А возвращались в свое купе совсем как друзья. За окном вечерело, и мы приготовились к длинной беседе. А для чего ж поезда? Телевизоров в поезде не установили пока что. Таким образом, что ж остается? И вот мы уселись в нашем домике-теремке. А еще было очень приятно, что никто еды с собой в дорогу не взял, так что всей этой пачкотни, которую я не выношу органически, — мятых газетных свертков, недопитых бутылок и грязных липких стаканов, яичной скорлупы и всякого прочего — на нашем столике не было. Его будто умыли! И он уютно поблескивал чистеньким сереньким пластиком. За окном проносилась стремительно такая же чистая, вымытая Россия, которая только такой и кажется из окошка вагона. И нам всем троим было очень славно. Матросик часто и беспричинно (ну, это, по-видимому, от застенчивости) улыбался. А Константин Сергеевич снял рубашку и остался в белой майке, которая приятно подчеркивала загорелую мощь его здорового тела.
Разговор начался с воспоминаний. Причиной послужил, конечно, матросик. Кстати, мы оба все время посматривали на него с добротой и поощряли его всякими средствами к раскованности, очень хотелось, чтобы он себя чувствовал равным в нашем обществе. За что матросик видом своим выражал нам симпатичную благодарность.
— Да-а… — сказал Константин Сергеевич. — Что такое армейская служба, я еще помню…
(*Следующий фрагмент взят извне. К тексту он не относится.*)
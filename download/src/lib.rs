//! Version discovery and streaming LJSON ingestion (spec.md §4.2).
//!
//! This crate owns HTTP and protocol framing only; it knows nothing about
//! the per-series record shapes (that's `jpdict-parse`'s `SeriesCodec`) or
//! how events get applied to storage (that's `jpdict-sync`).

pub mod error;
pub mod event;
pub mod manifest;
pub mod plan;
pub mod stream;

pub use error::DownloadError;
pub use event::DownloadEvent;
pub use manifest::Manifest;
pub use plan::{FileRequest, FileType};
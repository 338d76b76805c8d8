use jpdict_types::{MatchRank, NameQueryResult, RankedName, WordRecord};

/// The naive ranking policy applied to names and (optionally) words:
/// exact matches before kana-equivalent ones, insertion order preserved
/// within a rank (spec.md §4.5 `getNames`). The tokenization/gloss-scoring
/// heuristics a richer word ranker might use are out of scope (SPEC_FULL.md
/// §7) — this trait is the seam a consumer can plug a real one into.
pub trait WordRanker {
    fn rank(&self, matches: Vec<RankedWord>) -> Vec<RankedWord>;
}

#[derive(Debug, Clone, PartialEq, Eq)]
pub struct RankedWord {
    pub rank: MatchRank,
    pub record: WordRecord,
}

/// Default [`WordRanker`]: stable sort by rank only, mirroring the names
/// series' policy exactly (exact before kana-equivalent, insertion order
/// otherwise preserved).
#[derive(Debug, Default, Clone, Copy)]
pub struct InsertionOrderRanker;

impl WordRanker for InsertionOrderRanker {
    fn rank(&self, mut matches: Vec<RankedWord>) -> Vec<RankedWord> {
        matches.sort_by_key(|m| match m.rank {
            MatchRank::Exact => 0,
            MatchRank::KanaEquivalent => 1,
        });
        matches
    }
}

/// `getNames` is implemented entirely by [`jpdict_store::Store::get_names`]
/// (spec.md §4.1, §4.5 agree the ranked-union algorithm lives with the
/// index scans); the Facade forwards verbatim.
pub fn forward(result: NameQueryResult) -> NameQueryResult {
    result
}

#[cfg(test)]
mod tests {
    use super::*;

    fn word(id: u32) -> WordRecord {
        WordRecord {
            id,
            k: vec![],
            r: vec![],
            sense: vec![],
        }
    }

    #[test]
    fn default_ranker_puts_exact_matches_first() {
        let ranker = InsertionOrderRanker;
        let ranked = ranker.rank(vec![
            RankedWord {
                rank: MatchRank::KanaEquivalent,
                record: word(2),
            },
            RankedWord {
                rank: MatchRank::Exact,
                record: word(1),
            },
        ]);
        assert_eq!(ranked[0].record.id, 1);
        assert_eq!(ranked[1].record.id, 2);
    }
}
И тут мы вдвоем принялись вспоминать. А матросик от всей души нам поддакивал, когда мы обращались к нему за подтверждением, так, мол, верно ли оно нам запомнилось. Да-да, торопливо соглашался он, именно так, и смеялся, бесконечно довольный тем, что устанавливается взаимопонимание.
Потом разговор коснулся некоторых темных сторон службы, в частности жестокости со стороны начальства. Здесь мы несколько разошлись во взглядах. И незаметно влезли в спор, который постепенно стал удаляться от конкретной армейской обстановки и стал спором о жестокости как таковой.
Все это случилось само собой и для всех троих неожиданно. Никто не собирался вначале говорить на такую невеселую тему. Но прервать разговор уже не было никакой возможности, потому что мы разошлись! И закон человеческого общения требовал от нас, чтоб мы хоть как-нибудь (не мытьем, так катаньем), но договорились друг с другом! И уж только тогда поставили точку и заговорили, например, о беспорядках на транспорте.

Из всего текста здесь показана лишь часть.